Data supplied section start

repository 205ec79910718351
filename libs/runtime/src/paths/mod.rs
pub mod home_dir;
pub mod chore;
pub mod user;
use anyhow::{Context, Result};
use clap::{Parser, Subcommand};
use mimalloc::MiMalloc;
use modkit::{ModuleCtx, ModuleCtxBuilder};
use runtime::{AppConfig, AppConfigProvider, CliArgs, DatabaseConfig};
use sea_orm::DatabaseConnection;
use std::path::PathBuf;
use std::sync::Arc;
use tokio_util::sync::CancellationToken;

use api_ingress::{ApiIngress, ApiIngressConfig};
use chore_assistant::config::ChoreAssistantConfig;
use chore_assistant::ChoreAssistant;
use chores_info::config::ChoresInfoConfig;
use chores_info::ChoresInfo;

#[global_allocator]
static GLOBAL: MiMalloc = MiMalloc;

// Adapter to make AppConfigProvider implement modkit::ConfigProvider
struct ModkitConfigAdapter(Arc<AppConfigProvider>);

impl modkit::ConfigProvider for ModkitConfigAdapter {
    fn get_module_config(&self, module_name: &str) -> Option<&serde_json::Value> {
        self.0.get_module_config(module_name)
    }
}

/// Chores Server - family chore chart backend with a conversational assistant
#[derive(Parser)]
#[command(name = "chores-server")]
#[command(about = "Chores Server - family chore chart backend with a conversational assistant")]
#[command(version = "0.1.0")]
struct Cli {
    /// Path to configuration file
    #[arg(short, long)]
    config: Option<PathBuf>,

    /// Port for HTTP server (overrides config)
    #[arg(short, long)]
    port: Option<u16>,

    /// Print current configuration and exit
    #[arg(long)]
    print_config: bool,

    /// Log verbosity level (-v debug, -vv trace)
    #[arg(short, long, action = clap::ArgAction::Count)]
    verbose: u8,

    /// Use an in-memory SQLite database
    #[arg(long)]
    mock: bool,

    #[command(subcommand)]
    command: Option<Commands>,
}

#[derive(Subcommand)]
enum Commands {
    /// Start the server
    Run,
    /// Check configuration
    Check,
    /// Apply database migrations and exit
    Migrate,
}

#[tokio::main]
async fn main() -> Result<()> {
    let cli = Cli::parse();

    let args = CliArgs {
        config: cli.config.as_ref().map(|p| p.to_string_lossy().to_string()),
        port: cli.port,
        print_config: cli.print_config,
        verbose: cli.verbose,
        mock: cli.mock,
    };

    // Load configuration (normalized home_dir is applied inside)
    let mut config = AppConfig::load_or_default(cli.config.as_deref())?;
    config.apply_cli_overrides(&args);

    if cli.print_config {
        println!("{}", config.to_yaml()?);
        return Ok(());
    }

    let logging_config = config.logging.clone().unwrap_or_default();
    runtime::logging::init_logging_from_config(&logging_config, config.home_dir());
    tracing::info!("Chores Server starting");

    match cli.command.unwrap_or(Commands::Run) {
        Commands::Run => run_server(config).await,
        Commands::Check => check_config(&config),
        Commands::Migrate => migrate(&config).await,
    }
}

fn database_config(config: &AppConfig) -> DatabaseConfig {
    config.database.clone().unwrap_or_else(|| {
        tracing::warn!("No database section found, using the default SQLite file");
        DatabaseConfig::default()
    })
}

fn module_ctx(config: &AppConfig, db: DatabaseConnection, cancel: CancellationToken) -> ModuleCtx {
    let provider = Arc::new(ModkitConfigAdapter(Arc::new(AppConfigProvider::new(
        config.clone(),
    ))));
    ModuleCtxBuilder::new(cancel)
        .with_config_provider(provider)
        .with_db(db)
        .build()
}

async fn run_server(config: AppConfig) -> Result<()> {
    tracing::info!("Initializing modules...");

    let db = runtime::connect_database(&database_config(&config), config.home_dir()).await?;
    let cancel = CancellationToken::new();
    let ctx = module_ctx(&config, db, cancel.clone());

    let chores = ChoresInfo::init(&ctx).await?;
    let assistant = ChoreAssistant::init(&ctx, chores.tools()).await?;
    let ingress = ApiIngress::from_ctx(&ctx, &config.server.host, config.server.port)?;

    let api = chores.router().merge(assistant.router());
    let router = ingress.build_router(api, vec![chores.openapi(), assistant.openapi()]);
    let listener = ingress.bind().await?;

    let signals = modkit::cancel_on_shutdown(cancel.clone());
    let served = ApiIngress::serve(listener, router, cancel.clone()).await;
    cancel.cancel();
    if let Err(e) = signals.await {
        tracing::warn!(error = %e, "shutdown signal task failed");
    }

    tracing::info!("Chores Server stopped");
    served
}

/// Parse every module section without touching the database.
fn check_config(config: &AppConfig) -> Result<()> {
    tracing::info!("Checking configuration...");

    let db = database_config(config);
    runtime::detect_backend(&db.url)?;
    let ingress = config
        .module_config::<ApiIngressConfig>(api_ingress::MODULE_NAME)?
        .with_server_defaults(&config.server.host, config.server.port);
    ingress
        .bind_addr
        .parse::<std::net::SocketAddr>()
        .with_context(|| format!("invalid bind address '{}'", ingress.bind_addr))?;
    config.module_config::<ChoresInfoConfig>(chores_info::module::MODULE_NAME)?;
    config.module_config::<ChoreAssistantConfig>(chore_assistant::module::MODULE_NAME)?;

    tracing::info!("Configuration is valid");
    println!("Configuration check passed");
    println!("{}", config.to_yaml()?);
    Ok(())
}

async fn migrate(config: &AppConfig) -> Result<()> {
    let db = runtime::connect_database(&database_config(config), config.home_dir()).await?;
    ChoresInfo::migrate(&db).await?;
    println!("Migrations applied");
    Ok(())
}
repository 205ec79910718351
use crate::contract::model::{Chore, User};
use crate::infra::storage::entity::{chore, user};

/// Convert a database entity to a contract model
pub fn user_to_contract(entity: user::Model) -> User {
    User {
        id: entity.id,
        name: entity.name,
        color: entity.color,
    }
}

pub fn chore_to_contract(entity: chore::Model) -> Chore {
    Chore {
        id: entity.id,
        description: entity.description,
        date: entity.date,
        time: entity.time,
        user_id: entity.user_id,
    }
}
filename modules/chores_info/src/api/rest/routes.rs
use axum::{
    routing::get,
    Extension, Router,
};
use std::sync::Arc;

use crate::api::rest::handlers;
use crate::config::ErrorStatusPolicy;
use crate::domain::service::Service;

/// User and chore routes, relative to the API base path.
pub fn router(service: Arc<Service>, policy: ErrorStatusPolicy) -> Router {
    Router::new()
        .route(
            "/users",
            get(handlers::list_users).post(handlers::create_user),
        )
        .route(
            "/users/{id}",
            get(handlers::get_user)
                .put(handlers::update_user)
                .delete(handlers::delete_user),
        )
        .route(
            "/chores",
            get(handlers::list_chores).post(handlers::create_chore),
        )
        .route("/chores/user/{userId}", get(handlers::list_chores_for_user))
        .route(
            "/chores/{id}",
            get(handlers::get_chore)
                .put(handlers::update_chore)
                .delete(handlers::delete_chore),
        )
        .layer(Extension(service))
        .layer(Extension(policy))
}
pub mod client;
pub mod error;
pub mod model;

pub use client::ChoresInfoApi;
pub use error::ChoresInfoError;
pub use model::{
    Chore, ChoreFilter, ChorePatch, ChoreView, DeleteOutcome, NewChore, NewUser, User, UserPatch,
    UserSummary,
};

Data supplied section end

Take from the material above every line that includes the word "rest".

filename modules/chores_info/src/api/rest/routes.rs
use crate::api::rest::handlers;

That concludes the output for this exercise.